A study carried out in 2011 on the molecular simulation of molecule recognition processes showed that even for small molecules such as carbohydrates, the recognition process cannot be predicted, although the strengths of all hydrogen bonds were known.

Occurrence

Biological systems

Crystal structure of a short peptide L-Lys-D-Ala-D-Ala (a precursor for bacterial cell walls), which is bound to the antibiotic vancomycin by means of hydrogen bonds .
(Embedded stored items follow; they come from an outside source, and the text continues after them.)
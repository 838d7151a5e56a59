use std::collections::HashSet;

use crate::model::Place;

/// Canonical place set plus how many later duplicates were dropped.
#[derive(Debug, Clone, PartialEq)]
pub struct Deduplicated {
    pub places: Vec<Place>,
    pub removed: usize,
}

/// Collapse places by `place_id`, keeping the first occurrence in
/// collection order. Overlapping area radii make duplicates routine.
pub fn dedupe(places: Vec<Place>) -> Deduplicated {
    let initial = places.len();
    let mut seen = HashSet::with_capacity(initial);
    let places: Vec<Place> = places
        .into_iter()
        .filter(|p| seen.insert(p.place_id.clone()))
        .collect();
    Deduplicated {
        removed: initial - places.len(),
        places,
    }
}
Molecular recognition plays a very important role in biological systems. For example in receptor - ligand , antigen - antibody , DNA-protein and enzyme - substrate interactions. An important example of molecule recognition is provided by the antibiotic vancomycin , which selectively binds to peptides with terminal D-alanyl-D- alanine in bacterial cells by means of five hydrogen bonds . The connection with the vancomycin makes the peptides useless for the construction of the cell wall.

Supramolecular Systems

In the meantime it has been shown that artificial supramolecular systems can be constructed in such a way that they have molecular recognition. One of the earliest examples of such systems are crown ethers , which only bind to certain cations.

Web links

  • Molecular Recognition. (Special issue on Molecular Recognition of the International Journal of Molecular Sciences; English)

Individual evidence

  1. Christopher Bielawski, Yuan-Shek Chen, Peng Zhang, Peggy-Jean Perst, Jeffrey S. Moore: A modular approach to constructing multi-site receptors for isophthalic acid . (Free full text) In: Chemical Communications . No. 12, 1998, pp. 1313-4. doi : 10.1039 / a707262g .
  2. ^ Samuel H. Gellman: Introduction: Molecular Recognition . In: Chemical Reviews . 97, No. 5, 1997, pp. 1231-1232. doi : 10.1021 / cr970328j . PMID 11851448 .
  3. ^ I Cosic: Macromolecular bioactivity: is it resonant interaction between macromolecules? —Theory and applications . In: IEEE transactions on bio-medical engineering . 41, No. 12, 1994, pp. 1101-14. doi : 10.1109 / 10.335859 . PMID 7851912 .
  4. Riccardo Baron, Piotr Setny, J. Andrew McCammon: Water in Cavity ligand recognition . In: Journal of the American Chemical Society . 132, No. 34, 2010, pp. 12091-12097. doi : 10.1021 / ja1050082 . PMID 20695475 . PMC 2933114 (free full text).
  5. ^ Riccardo Baron, J. Andrew McCammon: Molecular Recognition and Ligand Binding . In: Annual Review in Physical Chemistry . 64, 2013, pp. 151-175. doi : 10.1146 / annurev-physchem-040412-110047 . PMID 23473376 .
  6. Seiji Shinkai, Masato Ikeda, Atsushi Sugasaki, Masayuki Takeuchi: Positive allosteric systems designed on dynamic supramolecular scaffolds: toward switching and amplification of guest affinity and selectivity . In: Accounts of chemical research . 34, No. 6, 2001, pp. 494-503. doi : 10.1021 / ar000177y . PMID 11412086 .
  7. ^ Jörg Grunenberg: Complexity in molecular recognition . In: Physical Chemistry Chemical Physics . tape 13 , no. 21 , May 18, 2011, p. 10136-10146 , doi : 10.1039 / C1CP20097F .
  8. James R. Knox, RF Pratt: Different modes of vancomycin and D-alanyl-D-alanine peptidase binding to cell wall peptide and a possible role for the vancomycin resistance protein . (Free full text) In: Antimicrobial agents and chemotherapy . 34, No. 7, July 1990, pp. 1342-7. doi : 10.1128 / AAC.34.7.1342 . PMID 2386365 . PMC 175978 (free full text).